Con cuatro giras europeas en sus espaldas, los chilenos decidieron en 2011 comenzar a girar por países vecinos. “Estamos al lado. No puede ser que estemos haciendo tremendo viaje e inversión para Europa y no conozcamos a los que están acá nomás. Este año teníamos la experticia, los contactos, el show lo suficientemente armados para poder hacerlo”. Justamente ese plan los trajo por tercera vez a Córdoba, verdadero récord para un grupo extranjero. Aún cuando sea nuevo por estas tierras, Ayala rescata el valor de la Reforma Universitaria nacida en Córdoba en la que “los estudiantes dejaron una manifiesto para toda América Latina en el que la educación tenía que ser justa”. 

La lucha continúa

El recuerdo nace como resultado de su interpretación sobre las manifestaciones estudiantiles chilenas que meses atrás copaban los noticieros y hoy parecen excluidos de las pantallas. Juana Fe estuvo involucrada desde un comienzo con aquellos reclamos y, como participantes de la lucha, siguen exhortando frente a los micrófonos su voluntad de propiciar cambios reales y radicales. “El gobierno apeló al desgaste y a la invisibilización, apostando a debilitar la popularidad que estaba teniendo. Los colegios y muchas universidades están en toma todavía”. La pelea no es pareja. Ayala considera que se necesitan remontar “30 años de trabajo, aplicando violencia política y económica para poder vender la educación porque no la rige un modelo de desarrollo sino un modelo económico, o sea un negocio. Colocar un colegio es un tremendo negocio”.

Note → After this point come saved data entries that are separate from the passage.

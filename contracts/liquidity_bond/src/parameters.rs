//! Protocol Parameters Module
//!
//! Manager-controlled configuration of the bonding engine. Every parameter has
//! a documented default and bounds; out-of-range writes are rejected with
//! `InvalidConfig` and successful writes emit `config_updated`.
//!
//! ## Units
//! - Block counts are ledger sequence numbers.
//! - Rates, factors and prices are 18-decimal fixed point (`1e18` = 1.0).
//! - Slippage is in basis points.

use bonding_errors::BondingError;
use soroban_sdk::{contracttype, Env};

use crate::math::WAD;
use crate::types::DataKey;

// ============================================================================
// Parameter Bounds Constants
// ============================================================================

/// Default ledgers per week (5 second ledgers).
pub const DEFAULT_BLOCKS_PER_WEEK: u64 = 120_960;
/// Maximum ledgers per week accepted by the setter.
pub const MAX_BLOCKS_PER_WEEK: u64 = 10_000_000;

/// Default longest lock for a direct deposit (four years).
pub const DEFAULT_MAX_LOCK_WEEKS: u32 = 208;
/// Hard ceiling on lock duration (ten years).
pub const MAX_LOCK_WEEKS_CEILING: u32 = 520;

/// Default per-week duration rate (0.001).
pub const DEFAULT_DURATION_RATE: i128 = 1_000_000_000_000_000;
/// Maximum per-week duration rate (0.1).
pub const MAX_DURATION_RATE: i128 = 100_000_000_000_000_000;

/// Default numerator of the price-responsive multiplier update (1.05).
pub const DEFAULT_MULTIPLIER_BASE_FACTOR: i128 = 1_050_000_000_000_000_000;
/// Maximum base factor (2.0).
pub const MAX_MULTIPLIER_BASE_FACTOR: i128 = 2 * WAD;

/// Default minimum oracle move before the multiplier is recomputed (0.001).
pub const DEFAULT_MIN_PRICE_DIFF: i128 = 1_000_000_000_000_000;

/// Default oldest accepted oracle sample, in blocks (one day).
pub const DEFAULT_MAX_ORACLE_AGE: u64 = 17_280;

/// Default treasury divider: the treasury receives 1/5 on top of each payout.
pub const DEFAULT_TREASURY_DIVIDER: u32 = 5;

/// Default slippage tolerance for peg-defense withdrawals (1 %).
pub const DEFAULT_MAX_SLIPPAGE_BPS: u32 = 100;
/// Maximum slippage tolerance (100 %).
pub const MAX_SLIPPAGE_BPS: u32 = 10_000;

// ============================================================================
// Config
// ============================================================================

#[contracttype]
#[derive(Clone, Debug, Eq, PartialEq)]
pub struct BondingConfig {
    /// Ledgers per lock week.
    pub blocks_per_week: u64,
    /// Longest lock accepted for new positions.
    pub max_lock_weeks: u32,
    /// Per-week duration rate, 1e18 scale.
    pub duration_rate: i128,
    /// Numerator of `multiplier * factor / (1 + |peg - price|)`, 1e18 scale.
    pub multiplier_base_factor: i128,
    /// Oracle move below which the multiplier is left untouched, 1e18 scale.
    pub min_price_diff: i128,
    /// Oldest oracle sample accepted, in blocks.
    pub max_oracle_age: u64,
    /// Treasury emission divider; 0 disables the treasury share.
    pub treasury_divider: u32,
    /// Peg-defense minimum-out tolerance against the pool quote.
    pub max_slippage_bps: u32,
}

impl Default for BondingConfig {
    fn default() -> Self {
        Self {
            blocks_per_week: DEFAULT_BLOCKS_PER_WEEK,
            max_lock_weeks: DEFAULT_MAX_LOCK_WEEKS,
            duration_rate: DEFAULT_DURATION_RATE,
            multiplier_base_factor: DEFAULT_MULTIPLIER_BASE_FACTOR,
            min_price_diff: DEFAULT_MIN_PRICE_DIFF,
            max_oracle_age: DEFAULT_MAX_ORACLE_AGE,
            treasury_divider: DEFAULT_TREASURY_DIVIDER,
            max_slippage_bps: DEFAULT_MAX_SLIPPAGE_BPS,
        }
    }
}

impl BondingConfig {
    /// Check every field against its bounds.
    pub fn validate(&self) -> Result<(), BondingError> {
        if self.blocks_per_week == 0 || self.blocks_per_week > MAX_BLOCKS_PER_WEEK {
            return Err(BondingError::InvalidConfig);
        }
        if self.max_lock_weeks == 0 || self.max_lock_weeks > MAX_LOCK_WEEKS_CEILING {
            return Err(BondingError::InvalidConfig);
        }
        if self.duration_rate < 0 || self.duration_rate > MAX_DURATION_RATE {
            return Err(BondingError::InvalidConfig);
        }
        if self.multiplier_base_factor <= 0
            || self.multiplier_base_factor > MAX_MULTIPLIER_BASE_FACTOR
        {
            return Err(BondingError::InvalidConfig);
        }
        if self.min_price_diff < 0 || self.min_price_diff > WAD {
            return Err(BondingError::InvalidConfig);
        }
        if self.max_oracle_age == 0 {
            return Err(BondingError::InvalidConfig);
        }
        if self.max_slippage_bps > MAX_SLIPPAGE_BPS {
            return Err(BondingError::InvalidConfig);
        }
        Ok(())
    }
}

// ============================================================================
// Storage
// ============================================================================

pub fn get_config(e: &Env) -> Result<BondingConfig, BondingError> {
    e.storage()
        .instance()
        .get(&DataKey::Config)
        .ok_or(BondingError::NotInitialized)
}

/// Validate and store `cfg`.
pub fn set_config(e: &Env, cfg: &BondingConfig) -> Result<(), BondingError> {
    cfg.validate()?;
    e.storage().instance().set(&DataKey::Config, cfg);
    Ok(())
}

Pero no pierde la esperanza: “De 13 mil personas, se pasó a convocar una marcha por Internet y que aparezcan marchas de 100, 150, 600 mil personas en todo Chile. Y eso es un paradigma, es la entrada del nuevo pueblo chileno al nuevo milenio”.

La irrupción de los jóvenes en su país es alentadora para el entrevistado. Su opinión sobre Chile en términos políticos y económicos va en sentido contrario. “Es el ejemplo de la política de Milton Friedman, el capitalista por excelencia, aplicada al Cono Sur de Latinoamérica. Es un experimento que está destinado a fracasar, afortunadamente. De hecho, nosotros todos los días colaboramos activamente para que fracase. Pudrirse en vida porque tienes que pagar cuentas y no puedes desarrollarte como ser humano en cualquier sociedad es un proyecto que no puede ser exitoso”, concluye.

En ese plan, la propuesta de Juana Fe se inscribe como la banda sonora ideal para marcar una visión alternativa de lo popular. Sin menosprecios con ritmo de cumbia, probablemente el género musical más adecuado para esa labor.